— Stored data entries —
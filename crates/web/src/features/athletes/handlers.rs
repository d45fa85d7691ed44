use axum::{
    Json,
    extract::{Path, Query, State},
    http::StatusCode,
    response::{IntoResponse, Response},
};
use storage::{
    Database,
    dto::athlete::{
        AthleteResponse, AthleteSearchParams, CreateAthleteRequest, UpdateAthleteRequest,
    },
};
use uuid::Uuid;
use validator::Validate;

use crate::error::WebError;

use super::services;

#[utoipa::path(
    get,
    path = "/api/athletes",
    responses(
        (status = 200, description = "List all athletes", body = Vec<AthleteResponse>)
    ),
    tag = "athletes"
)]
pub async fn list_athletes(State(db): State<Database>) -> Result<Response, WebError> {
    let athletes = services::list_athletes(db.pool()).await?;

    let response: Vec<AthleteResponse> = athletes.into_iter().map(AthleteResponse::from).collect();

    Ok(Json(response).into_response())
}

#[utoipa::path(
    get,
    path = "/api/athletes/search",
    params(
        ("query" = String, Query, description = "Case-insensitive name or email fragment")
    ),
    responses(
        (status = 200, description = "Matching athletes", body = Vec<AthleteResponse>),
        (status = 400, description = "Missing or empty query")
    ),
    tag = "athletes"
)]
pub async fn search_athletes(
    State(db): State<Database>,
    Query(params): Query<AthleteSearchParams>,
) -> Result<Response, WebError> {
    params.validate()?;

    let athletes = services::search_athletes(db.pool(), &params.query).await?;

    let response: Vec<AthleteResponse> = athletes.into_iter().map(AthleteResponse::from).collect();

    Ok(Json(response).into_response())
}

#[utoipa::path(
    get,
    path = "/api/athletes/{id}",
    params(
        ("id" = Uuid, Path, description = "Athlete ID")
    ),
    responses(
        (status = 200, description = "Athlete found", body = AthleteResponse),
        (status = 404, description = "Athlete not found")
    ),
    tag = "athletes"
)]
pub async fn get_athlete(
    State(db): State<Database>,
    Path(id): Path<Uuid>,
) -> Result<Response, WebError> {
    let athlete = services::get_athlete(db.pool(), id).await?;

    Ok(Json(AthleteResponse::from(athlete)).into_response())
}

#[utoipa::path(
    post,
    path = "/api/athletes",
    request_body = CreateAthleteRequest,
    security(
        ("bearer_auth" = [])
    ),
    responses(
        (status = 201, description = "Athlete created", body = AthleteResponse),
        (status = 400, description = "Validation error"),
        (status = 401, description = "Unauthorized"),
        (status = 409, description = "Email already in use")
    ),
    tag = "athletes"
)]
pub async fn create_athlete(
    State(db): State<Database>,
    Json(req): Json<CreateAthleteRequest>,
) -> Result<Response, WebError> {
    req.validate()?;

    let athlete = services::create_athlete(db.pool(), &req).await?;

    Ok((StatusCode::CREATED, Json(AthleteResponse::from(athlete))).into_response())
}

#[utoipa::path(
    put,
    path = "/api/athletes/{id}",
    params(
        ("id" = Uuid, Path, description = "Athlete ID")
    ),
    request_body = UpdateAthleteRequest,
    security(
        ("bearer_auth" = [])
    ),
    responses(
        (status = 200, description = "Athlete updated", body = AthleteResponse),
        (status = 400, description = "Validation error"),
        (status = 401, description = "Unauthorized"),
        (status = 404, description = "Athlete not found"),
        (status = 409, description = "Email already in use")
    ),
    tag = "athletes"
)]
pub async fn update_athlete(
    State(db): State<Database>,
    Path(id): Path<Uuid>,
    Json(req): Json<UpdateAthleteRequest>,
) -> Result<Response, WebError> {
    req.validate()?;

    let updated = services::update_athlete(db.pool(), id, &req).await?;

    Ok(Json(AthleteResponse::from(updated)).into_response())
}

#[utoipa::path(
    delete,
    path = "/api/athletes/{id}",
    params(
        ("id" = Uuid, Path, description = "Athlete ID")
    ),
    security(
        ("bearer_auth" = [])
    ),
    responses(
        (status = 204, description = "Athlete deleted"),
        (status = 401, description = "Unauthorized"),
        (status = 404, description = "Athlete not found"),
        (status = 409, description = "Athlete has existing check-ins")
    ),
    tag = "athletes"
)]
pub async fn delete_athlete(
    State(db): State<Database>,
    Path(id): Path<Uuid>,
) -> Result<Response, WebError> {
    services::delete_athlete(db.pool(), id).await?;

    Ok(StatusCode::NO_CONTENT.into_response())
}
---
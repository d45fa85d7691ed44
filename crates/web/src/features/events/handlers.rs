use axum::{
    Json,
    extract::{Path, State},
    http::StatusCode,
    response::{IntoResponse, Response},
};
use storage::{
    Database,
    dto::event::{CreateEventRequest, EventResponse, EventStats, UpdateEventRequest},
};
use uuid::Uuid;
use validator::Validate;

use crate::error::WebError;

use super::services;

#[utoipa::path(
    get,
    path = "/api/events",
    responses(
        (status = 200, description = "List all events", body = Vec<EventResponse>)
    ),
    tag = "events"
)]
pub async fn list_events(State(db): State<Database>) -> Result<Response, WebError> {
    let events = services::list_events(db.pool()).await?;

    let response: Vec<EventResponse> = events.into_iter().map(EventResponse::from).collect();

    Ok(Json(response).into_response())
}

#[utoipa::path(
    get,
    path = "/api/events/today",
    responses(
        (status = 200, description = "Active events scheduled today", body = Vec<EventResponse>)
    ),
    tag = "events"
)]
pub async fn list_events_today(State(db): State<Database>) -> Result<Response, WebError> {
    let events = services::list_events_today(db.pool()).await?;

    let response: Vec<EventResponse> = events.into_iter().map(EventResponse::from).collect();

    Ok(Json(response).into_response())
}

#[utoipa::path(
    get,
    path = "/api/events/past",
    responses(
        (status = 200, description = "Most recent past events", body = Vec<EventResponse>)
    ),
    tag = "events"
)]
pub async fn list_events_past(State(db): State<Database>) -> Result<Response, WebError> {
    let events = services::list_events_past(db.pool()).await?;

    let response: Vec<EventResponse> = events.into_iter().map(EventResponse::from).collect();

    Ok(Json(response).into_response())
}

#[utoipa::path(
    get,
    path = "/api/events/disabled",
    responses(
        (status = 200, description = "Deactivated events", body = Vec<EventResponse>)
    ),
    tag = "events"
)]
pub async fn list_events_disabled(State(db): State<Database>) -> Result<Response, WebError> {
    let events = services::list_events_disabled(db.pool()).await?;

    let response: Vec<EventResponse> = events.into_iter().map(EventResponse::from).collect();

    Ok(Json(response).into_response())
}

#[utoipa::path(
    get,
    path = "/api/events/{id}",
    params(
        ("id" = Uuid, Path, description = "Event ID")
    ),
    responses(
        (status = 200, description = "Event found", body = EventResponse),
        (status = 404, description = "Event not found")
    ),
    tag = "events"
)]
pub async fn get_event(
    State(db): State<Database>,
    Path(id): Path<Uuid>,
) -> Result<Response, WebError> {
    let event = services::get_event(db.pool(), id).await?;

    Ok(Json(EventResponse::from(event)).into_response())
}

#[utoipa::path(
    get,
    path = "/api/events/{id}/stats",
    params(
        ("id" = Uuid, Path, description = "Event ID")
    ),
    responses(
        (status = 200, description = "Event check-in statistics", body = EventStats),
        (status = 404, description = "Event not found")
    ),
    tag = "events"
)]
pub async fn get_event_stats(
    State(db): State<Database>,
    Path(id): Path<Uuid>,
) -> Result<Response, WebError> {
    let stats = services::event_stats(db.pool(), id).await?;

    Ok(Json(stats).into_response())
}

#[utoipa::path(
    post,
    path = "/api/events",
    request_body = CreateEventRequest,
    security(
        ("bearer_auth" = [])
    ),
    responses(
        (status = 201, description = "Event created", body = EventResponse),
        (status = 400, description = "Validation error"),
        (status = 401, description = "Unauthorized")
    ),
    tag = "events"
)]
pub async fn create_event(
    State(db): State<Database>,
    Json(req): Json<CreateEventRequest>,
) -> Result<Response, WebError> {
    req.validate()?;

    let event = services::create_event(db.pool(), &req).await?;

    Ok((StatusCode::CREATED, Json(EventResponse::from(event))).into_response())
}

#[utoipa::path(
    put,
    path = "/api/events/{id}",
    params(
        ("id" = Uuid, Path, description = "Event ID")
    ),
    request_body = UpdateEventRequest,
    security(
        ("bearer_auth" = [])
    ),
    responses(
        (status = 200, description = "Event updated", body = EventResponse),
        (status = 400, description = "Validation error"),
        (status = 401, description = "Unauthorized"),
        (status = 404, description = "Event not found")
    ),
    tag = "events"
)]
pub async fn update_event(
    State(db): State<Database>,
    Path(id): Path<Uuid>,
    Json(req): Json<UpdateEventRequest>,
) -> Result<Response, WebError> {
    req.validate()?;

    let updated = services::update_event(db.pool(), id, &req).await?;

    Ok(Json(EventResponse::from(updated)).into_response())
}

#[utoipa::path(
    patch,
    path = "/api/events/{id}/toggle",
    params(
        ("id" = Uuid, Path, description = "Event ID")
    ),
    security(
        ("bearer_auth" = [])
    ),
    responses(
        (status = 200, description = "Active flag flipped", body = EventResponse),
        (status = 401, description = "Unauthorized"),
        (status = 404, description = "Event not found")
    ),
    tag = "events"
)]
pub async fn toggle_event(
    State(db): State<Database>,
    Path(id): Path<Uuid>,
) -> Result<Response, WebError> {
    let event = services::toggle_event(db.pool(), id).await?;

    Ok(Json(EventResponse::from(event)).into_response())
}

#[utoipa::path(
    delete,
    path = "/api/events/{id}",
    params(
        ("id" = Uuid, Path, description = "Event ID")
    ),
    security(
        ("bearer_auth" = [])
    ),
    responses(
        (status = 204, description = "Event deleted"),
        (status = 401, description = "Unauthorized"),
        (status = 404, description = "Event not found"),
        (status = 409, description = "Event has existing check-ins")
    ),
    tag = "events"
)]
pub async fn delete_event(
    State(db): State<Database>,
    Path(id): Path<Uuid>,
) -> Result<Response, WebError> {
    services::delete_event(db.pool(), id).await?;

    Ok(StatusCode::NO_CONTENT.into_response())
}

— AIM OF THE EXERCISE —
Copy each line of the records that contains the word "Active".

— REPLY —
        (status = 200, description = "Active events scheduled today", body = Vec<EventResponse>)
        (status = 200, description = "Active flag flipped", body = EventResponse),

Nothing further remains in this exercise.